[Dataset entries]
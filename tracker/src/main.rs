#[macro_use]
extern crate anyhow;
#[macro_use]
extern crate log;

use std::path::Path;

use anyhow::Result;
use structopt::StructOpt;
use tracing_subscriber::EnvFilter;

use model::{DateFilter, FleetState, LocalClock, OrgID, TraceKind, VehicleFilter, VehicleID};
use tracker::{Config, FleetApi, HttpFleetApi, LiveFeed, Synchronizer};

#[derive(StructOpt)]
#[structopt(name = "fleet-tracker", about = "Follow a cultivator fleet from the dashboard API")]
struct Args {
    /// A JSON config file. Any flag below overrides the value from it.
    #[structopt(long)]
    config: Option<String>,
    #[structopt(long)]
    api_url: Option<String>,
    #[structopt(long)]
    org: Option<String>,
    #[structopt(long)]
    user: Option<String>,
    /// Only track these vehicles. Repeat the flag for more than one.
    #[structopt(long = "vehicle")]
    vehicles: Vec<String>,
    /// "all" or one vehicle id
    #[structopt(long, default_value = "all")]
    select: VehicleFilter,
    /// How many days of traces to show, today included
    #[structopt(long)]
    days: Option<u32>,
    /// "full" or YYYY-MM-DD, highlighting one day of the traces
    #[structopt(long, default_value = "full")]
    date: DateFilter,
    /// WebSocket URL of the live position feed, like ws://localhost:22080/ws
    #[structopt(long)]
    feed: Option<String>,
    /// Replay live positions from a JSON-lines file
    #[structopt(long)]
    replay: Option<String>,
    /// Where to write the GeoJSON output
    #[structopt(long, default_value = ".")]
    out: String,
    /// Also write hourly distances for the selection to hourly.csv
    #[structopt(long)]
    hourly: bool,
}

impl Args {
    fn config(&self) -> Result<Config> {
        let mut config = match self.config {
            Some(ref path) => Config::load(path)?,
            None => Config::new(
                self.api_url.as_deref().unwrap_or_default(),
                self.org.as_deref().unwrap_or_default(),
            ),
        };
        if let Some(ref url) = self.api_url {
            config.api_url = url.clone();
        }
        if let Some(ref org) = self.org {
            config.org_id = OrgID(org.clone());
        }
        if self.user.is_some() {
            config.user_id = self.user.clone();
        }
        if !self.vehicles.is_empty() {
            config.vehicle_allowlist = self.vehicles.iter().map(VehicleID::new).collect();
        }
        if let Some(days) = self.days {
            config.default_days = days;
        }
        config.validate()?;
        Ok(config)
    }

    async fn live_feed(&self, ids: &[VehicleID]) -> Result<Option<LiveFeed>> {
        if self.feed.is_some() && self.replay.is_some() {
            bail!("Pick either --feed or --replay, not both");
        }
        if let Some(ref url) = self.feed {
            return Ok(Some(LiveFeed::connect(url, ids).await?));
        }
        if let Some(ref path) = self.replay {
            let file = tokio::fs::File::open(path).await?;
            return Ok(Some(LiveFeed::from_lines(tokio::io::BufReader::new(file))));
        }
        Ok(None)
    }
}

#[tokio::main]
async fn main() -> Result<()> {
    tracing_subscriber::fmt()
        .with_env_filter(
            EnvFilter::try_from_default_env().unwrap_or_else(|_| EnvFilter::new("info")),
        )
        .init();

    let args = Args::from_args();
    let config = args.config()?;
    let api = HttpFleetApi::new(&config.api_url, config.request_timeout())?;
    let mut sync = Synchronizer::new(api, LocalClock, config)?;
    sync.initialize().await?;

    apply_selection(&mut sync, &args).await?;
    print_fleet(&sync);

    let ids: Vec<VehicleID> = match sync.registry() {
        Some(registry) => registry.ids().cloned().collect(),
        None => Vec::new(),
    };
    if let Some(mut feed) = args.live_feed(&ids).await? {
        let mut applied = 0;
        let mut dropped = 0;
        loop {
            tokio::select! {
                ev = feed.next_event() => match ev {
                    Some(ev) => {
                        if sync.apply_live_event(&ev) {
                            applied += 1;
                        } else {
                            dropped += 1;
                        }
                    }
                    None => break,
                },
                _ = tokio::signal::ctrl_c() => break,
            }
        }
        info!("Applied {} live positions, dropped {}", applied, dropped);
    }

    if let Some(state) = sync.state() {
        write_geojson(state, &args.out)?;
    }

    if args.hourly {
        let selection = sync.selection().clone();
        let report = sync.hourly_report(selection.vehicle, selection.date).await;
        println!("{} ({})", report.title(), report.subtitle());
        let path = Path::new(&args.out).join("hourly.csv");
        fs_err::write(&path, report.export_to_csv()?)?;
        info!("Wrote {}", path.display());
    }
    Ok(())
}

async fn apply_selection<A: FleetApi>(
    sync: &mut Synchronizer<A, LocalClock>,
    args: &Args,
) -> Result<()> {
    let mut reports = Vec::new();
    if args.select != VehicleFilter::All {
        reports.push(sync.select_vehicle(args.select.clone()).await?);
    }
    if args.date != DateFilter::Full {
        reports.push(sync.select_date(args.date).await?);
    }
    let failed: usize = reports.iter().map(|report| report.failures().len()).sum();
    if failed > 0 {
        warn!("{} trace queries failed; those vehicles show partial data", failed);
    }
    Ok(())
}

fn print_fleet<A: FleetApi>(sync: &Synchronizer<A, LocalClock>) {
    let registry = match sync.registry() {
        Some(registry) => registry,
        None => return,
    };
    println!("{} vehicles", registry.len());
    for vehicle in registry.vehicles() {
        println!("  {:>6}  {}", vehicle.id, vehicle.status);
    }
    let dates: Vec<String> = sync
        .date_choices()
        .into_iter()
        .map(|date| date.to_string())
        .collect();
    println!("Selection: {:?}", sync.selection());
    println!("Dates: {}", dates.join(", "));
}

fn write_geojson(state: &FleetState, out: &str) -> Result<()> {
    fs_err::create_dir_all(out)?;
    let now = chrono::Utc::now();
    for (name, collection) in [
        ("trace.geojson", state.traces_geojson(TraceKind::Primary)),
        ("subtrace.geojson", state.traces_geojson(TraceKind::Subtrace)),
        ("positions.geojson", state.positions_geojson(now)),
    ] {
        let path = Path::new(out).join(name);
        fs_err::write(&path, serde_json::to_string_pretty(&collection)?)?;
        info!("Wrote {}", path.display());
    }
    Ok(())
}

PROBLEM DESCRIPTION:
What is needed is an exact copy of all the entries.

RESULT OF THIS TASK:
filename tracker/src/main.rs
#[macro_use]
extern crate anyhow;
#[macro_use]
extern crate log;

use std::path::Path;

use anyhow::Result;
use structopt::StructOpt;
use tracing_subscriber::EnvFilter;

use model::{DateFilter, FleetState, LocalClock, OrgID, TraceKind, VehicleFilter, VehicleID};
use tracker::{Config, FleetApi, HttpFleetApi, LiveFeed, Synchronizer};

#[derive(StructOpt)]
#[structopt(name = "fleet-tracker", about = "Follow a cultivator fleet from the dashboard API")]
struct Args {
    /// A JSON config file. Any flag below overrides the value from it.
    #[structopt(long)]
    config: Option<String>,
    #[structopt(long)]
    api_url: Option<String>,
    #[structopt(long)]
    org: Option<String>,
    #[structopt(long)]
    user: Option<String>,
    /// Only track these vehicles. Repeat the flag for more than one.
    #[structopt(long = "vehicle")]
    vehicles: Vec<String>,
    /// "all" or one vehicle id
    #[structopt(long, default_value = "all")]
    select: VehicleFilter,
    /// How many days of traces to show, today included
    #[structopt(long)]
    days: Option<u32>,
    /// "full" or YYYY-MM-DD, highlighting one day of the traces
    #[structopt(long, default_value = "full")]
    date: DateFilter,
    /// WebSocket URL of the live position feed, like ws://localhost:22080/ws
    #[structopt(long)]
    feed: Option<String>,
    /// Replay live positions from a JSON-lines file
    #[structopt(long)]
    replay: Option<String>,
    /// Where to write the GeoJSON output
    #[structopt(long, default_value = ".")]
    out: String,
    /// Also write hourly distances for the selection to hourly.csv
    #[structopt(long)]
    hourly: bool,
}

impl Args {
    fn config(&self) -> Result<Config> {
        let mut config = match self.config {
            Some(ref path) => Config::load(path)?,
            None => Config::new(
                self.api_url.as_deref().unwrap_or_default(),
                self.org.as_deref().unwrap_or_default(),
            ),
        };
        if let Some(ref url) = self.api_url {
            config.api_url = url.clone();
        }
        if let Some(ref org) = self.org {
            config.org_id = OrgID(org.clone());
        }
        if self.user.is_some() {
            config.user_id = self.user.clone();
        }
        if !self.vehicles.is_empty() {
            config.vehicle_allowlist = self.vehicles.iter().map(VehicleID::new).collect();
        }
        if let Some(days) = self.days {
            config.default_days = days;
        }
        config.validate()?;
        Ok(config)
    }

    async fn live_feed(&self, ids: &[VehicleID]) -> Result<Option<LiveFeed>> {
        if self.feed.is_some() && self.replay.is_some() {
            bail!("Pick either --feed or --replay, not both");
        }
        if let Some(ref url) = self.feed {
            return Ok(Some(LiveFeed::connect(url, ids).await?));
        }
        if let Some(ref path) = self.replay {
            let file = tokio::fs::File::open(path).await?;
            return Ok(Some(LiveFeed::from_lines(tokio::io::BufReader::new(file))));
        }
        Ok(None)
    }
}

#[tokio::main]
async fn main() -> Result<()> {
    tracing_subscriber::fmt()
        .with_env_filter(
            EnvFilter::try_from_default_env().unwrap_or_else(|_| EnvFilter::new("info")),
        )
        .init();

    let args = Args::from_args();
    let config = args.config()?;
    let api = HttpFleetApi::new(&config.api_url, config.request_timeout())?;
    let mut sync = Synchronizer::new(api, LocalClock, config)?;
    sync.initialize().await?;

    apply_selection(&mut sync, &args).await?;
    print_fleet(&sync);

    let ids: Vec<VehicleID> = match sync.registry() {
        Some(registry) => registry.ids().cloned().collect(),
        None => Vec::new(),
    };
    if let Some(mut feed) = args.live_feed(&ids).await? {
        let mut applied = 0;
        let mut dropped = 0;
        loop {
            tokio::select! {
                ev = feed.next_event() => match ev {
                    Some(ev) => {
                        if sync.apply_live_event(&ev) {
                            applied += 1;
                        } else {
                            dropped += 1;
                        }
                    }
                    None => break,
                },
                _ = tokio::signal::ctrl_c() => break,
            }
        }
        info!("Applied {} live positions, dropped {}", applied, dropped);
    }

    if let Some(state) = sync.state() {
        write_geojson(state, &args.out)?;
    }

    if args.hourly {
        let selection = sync.selection().clone();
        let report = sync.hourly_report(selection.vehicle, selection.date).await;
        println!("{} ({})", report.title(), report.subtitle());
        let path = Path::new(&args.out).join("hourly.csv");
        fs_err::write(&path, report.export_to_csv()?)?;
        info!("Wrote {}", path.display());
    }
    Ok(())
}

async fn apply_selection<A: FleetApi>(
    sync: &mut Synchronizer<A, LocalClock>,
    args: &Args,
) -> Result<()> {
    let mut reports = Vec::new();
    if args.select != VehicleFilter::All {
        reports.push(sync.select_vehicle(args.select.clone()).await?);
    }
    if args.date != DateFilter::Full {
        reports.push(sync.select_date(args.date).await?);
    }
    let failed: usize = reports.iter().map(|report| report.failures().len()).sum();
    if failed > 0 {
        warn!("{} trace queries failed; those vehicles show partial data", failed);
    }
    Ok(())
}

fn print_fleet<A: FleetApi>(sync: &Synchronizer<A, LocalClock>) {
    let registry = match sync.registry() {
        Some(registry) => registry,
        None => return,
    };
    println!("{} vehicles", registry.len());
    for vehicle in registry.vehicles() {
        println!("  {:>6}  {}", vehicle.id, vehicle.status);
    }
    let dates: Vec<String> = sync
        .date_choices()
        .into_iter()
        .map(|date| date.to_string())
        .collect();
    println!("Selection: {:?}", sync.selection());
    println!("Dates: {}", dates.join(", "));
}

fn write_geojson(state: &FleetState, out: &str) -> Result<()> {
    fs_err::create_dir_all(out)?;
    let now = chrono::Utc::now();
    for (name, collection) in [
        ("trace.geojson", state.traces_geojson(TraceKind::Primary)),
        ("subtrace.geojson", state.traces_geojson(TraceKind::Subtrace)),
        ("positions.geojson", state.positions_geojson(now)),
    ] {
        let path = Path::new(out).join(name);
        fs_err::write(&path, serde_json::to_string_pretty(&collection)?)?;
        info!("Wrote {}", path.display());
    }
    Ok(())
}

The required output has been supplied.